Les autorités maliennes ont ordonné le retrait de Global AFRICA TelSud. Cette chaîne appartient à un homme d’affaires français. Les opérateurs ont reçu une instruction immédiate. La diffusion doit cesser sans délai.
Bamako justifie cette décision par la sécurité nationale. Le gouvernement estime que certains contenus légitiment les groupes armés. Les autorités n’ont pas précisé quelles émissions sont visées.
Cette interdiction s’inscrit dans une politique stricte. Le régime de transition veut protéger la souveraineté informationnelle. Le Mali contrôle désormais plus sévèrement les médias étrangers.
Les opérateurs de télécommunications ont dû obéir rapidement. La chaîne n’est plus accessible sur le territoire. Aucun recours n’a été annoncé par la direction.
La mesure a provoqué des réactions contrastées. Certains observateurs y voient une atteinte à la liberté de presse. D’autres approuvent la défense de l’ordre public.
Le gouvernement n’a pas fourni de détails supplémentaires. Les faits reprochés restent vagues dans le communiqué officiel. La chaîne n’a pas commenté cette décision.
Cette action rappelle la tension entre médias et autorités. Le Mali traverse une période d’instabilité sécuritaire. Les autorités multiplient les restrictions depuis le coup d’État.

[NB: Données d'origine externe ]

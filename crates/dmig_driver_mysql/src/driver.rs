use dmig_core::{ConfigMap, CoreError, Driver, Record, RecordStream, Value};
use mysql::prelude::Queryable;
use mysql::{Opts, OptsBuilder, Params, Pool};
use std::any::Any;
use std::thread;

/// Relational SQL driver over the MySQL wire protocol.
///
/// `configure` builds a connection pool and verifies it with a liveness
/// probe; `stream_out` runs the parameterised source query on a producer
/// thread and scans every row into a string-valued record keyed by column
/// name; `write_in` executes a parameterised statement with positional
/// args.
#[derive(Default)]
pub struct MysqlDriver {
    pool: Option<Pool>,
}

struct MysqlConfig {
    host: String,
    port: u16,
    database: String,
    username: String,
    password: Option<String>,
}

fn extract_config(config: &ConfigMap) -> Result<MysqlConfig, CoreError> {
    let password = match config.get_map("credentials")? {
        Some(credentials) => credentials
            .get("password")
            .and_then(Value::as_str)
            .map(str::to_string),
        None => None,
    };

    Ok(MysqlConfig {
        host: config.require_str("host")?.to_string(),
        port: config.require_u16("port")?,
        database: config.require_str("databaseName")?.to_string(),
        username: config.require_str("username")?.to_string(),
        password,
    })
}

fn positional_params(args: &[String]) -> Params {
    if args.is_empty() {
        return Params::Empty;
    }
    Params::Positional(args.iter().map(|arg| mysql::Value::from(arg.as_str())).collect())
}

/// Scan one wire value into its query-parameter text form. The record
/// contract for this driver is string-valued cells.
fn cell_to_value(value: &mysql::Value) -> Value {
    match value {
        mysql::Value::NULL => Value::Null,
        mysql::Value::Bytes(bytes) => Value::Text(String::from_utf8_lossy(bytes).into_owned()),
        mysql::Value::Int(i) => Value::Text(i.to_string()),
        mysql::Value::UInt(u) => Value::Text(u.to_string()),
        mysql::Value::Float(f) => Value::Text(f.to_string()),
        mysql::Value::Double(d) => Value::Text(d.to_string()),
        mysql::Value::Date(year, month, day, hour, min, sec, _micro) => Value::Text(format!(
            "{:04}-{:02}-{:02} {:02}:{:02}:{:02}",
            year, month, day, hour, min, sec
        )),
        mysql::Value::Time(negative, _days, hours, minutes, seconds, _micro) => Value::Text(
            format!(
                "{}{:02}:{:02}:{:02}",
                if *negative { "-" } else { "" },
                hours,
                minutes,
                seconds
            ),
        ),
    }
}

impl MysqlDriver {
    pub fn new() -> Self {
        Self::default()
    }

    fn pool(&self) -> Result<&Pool, CoreError> {
        self.pool.as_ref().ok_or(CoreError::NotConfigured("mysql"))
    }
}

impl Driver for MysqlDriver {
    fn configure(&mut self, config: &ConfigMap) -> Result<(), CoreError> {
        let cfg = extract_config(config)?;

        log::debug!(
            "mysql driver connecting to {}:{}/{}",
            cfg.host,
            cfg.port,
            cfg.database
        );

        let opts: Opts = OptsBuilder::new()
            .ip_or_hostname(Some(cfg.host))
            .tcp_port(cfg.port)
            .db_name(Some(cfg.database))
            .user(Some(cfg.username))
            .pass(cfg.password)
            .into();

        let pool = Pool::new(opts).map_err(|e| CoreError::connect(e.to_string()))?;

        // Liveness probe: a pool constructs lazily, so fault the first
        // connection now rather than mid-stream.
        let mut conn = pool
            .get_conn()
            .map_err(|e| CoreError::connect(e.to_string()))?;
        conn.query_drop("SELECT 1")
            .map_err(|e| CoreError::connect(e.to_string()))?;

        self.pool = Some(pool);
        Ok(())
    }

    fn stream_out(&mut self, query: &str, args: &[String]) -> Result<RecordStream, CoreError> {
        let pool = self.pool()?.clone();
        let query = query.to_string();
        let params = positional_params(args);

        let (producer, stream) = RecordStream::bounded();

        thread::spawn(move || {
            let mut conn = match pool.get_conn() {
                Ok(conn) => conn,
                Err(e) => {
                    producer.fail(CoreError::source_read(e.to_string()));
                    return;
                }
            };

            let result = match conn.exec_iter(query.as_str(), params) {
                Ok(result) => result,
                Err(e) => {
                    producer.fail(CoreError::source_read(e.to_string()));
                    return;
                }
            };

            for row in result {
                let row = match row {
                    Ok(row) => row,
                    Err(e) => {
                        producer.fail(CoreError::source_read(e.to_string()));
                        return;
                    }
                };

                let columns = row.columns_ref();
                let mut record = Record::new();
                for (i, column) in columns.iter().enumerate() {
                    let cell = row
                        .as_ref(i)
                        .map(cell_to_value)
                        .unwrap_or(Value::Null);
                    record.set(column.name_str().into_owned(), cell);
                }

                if !producer.send(record) {
                    log::debug!("mysql row stream detached early");
                    return;
                }
            }
        });

        Ok(stream)
    }

    fn write_in(&mut self, query: &str, args: &[String], _record: &Record) -> Result<(), CoreError> {
        let pool = self.pool()?;
        let mut conn = pool
            .get_conn()
            .map_err(|e| CoreError::destination_write(e.to_string()))?;

        conn.exec_drop(query, positional_params(args))
            .map_err(|e| CoreError::destination_write(e.to_string()))
    }

    fn has_out_query(&self) -> bool {
        true
    }

    fn has_in_query(&self) -> bool {
        true
    }

    fn has_count_query(&self) -> bool {
        true
    }

    fn as_any(&self) -> &dyn Any {
        self
    }
}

L’avenir de Global AFRICA TelSud au Mali est incertain. La chaîne pourrait faire appel devant les tribunaux. Mais le climat politique ne favorise pas les recours.
Les journalistes locaux observent cette affaire avec inquiétude. La presse malienne subit déjà plusieurs contraintes. Cette interdiction pourrait renforcer l’autocensure.
Les groupes de défense des droits pourraient réagir. Ils dénoncent souvent la répression médiatique. Mais le gouvernement reste sourd à ces critiques.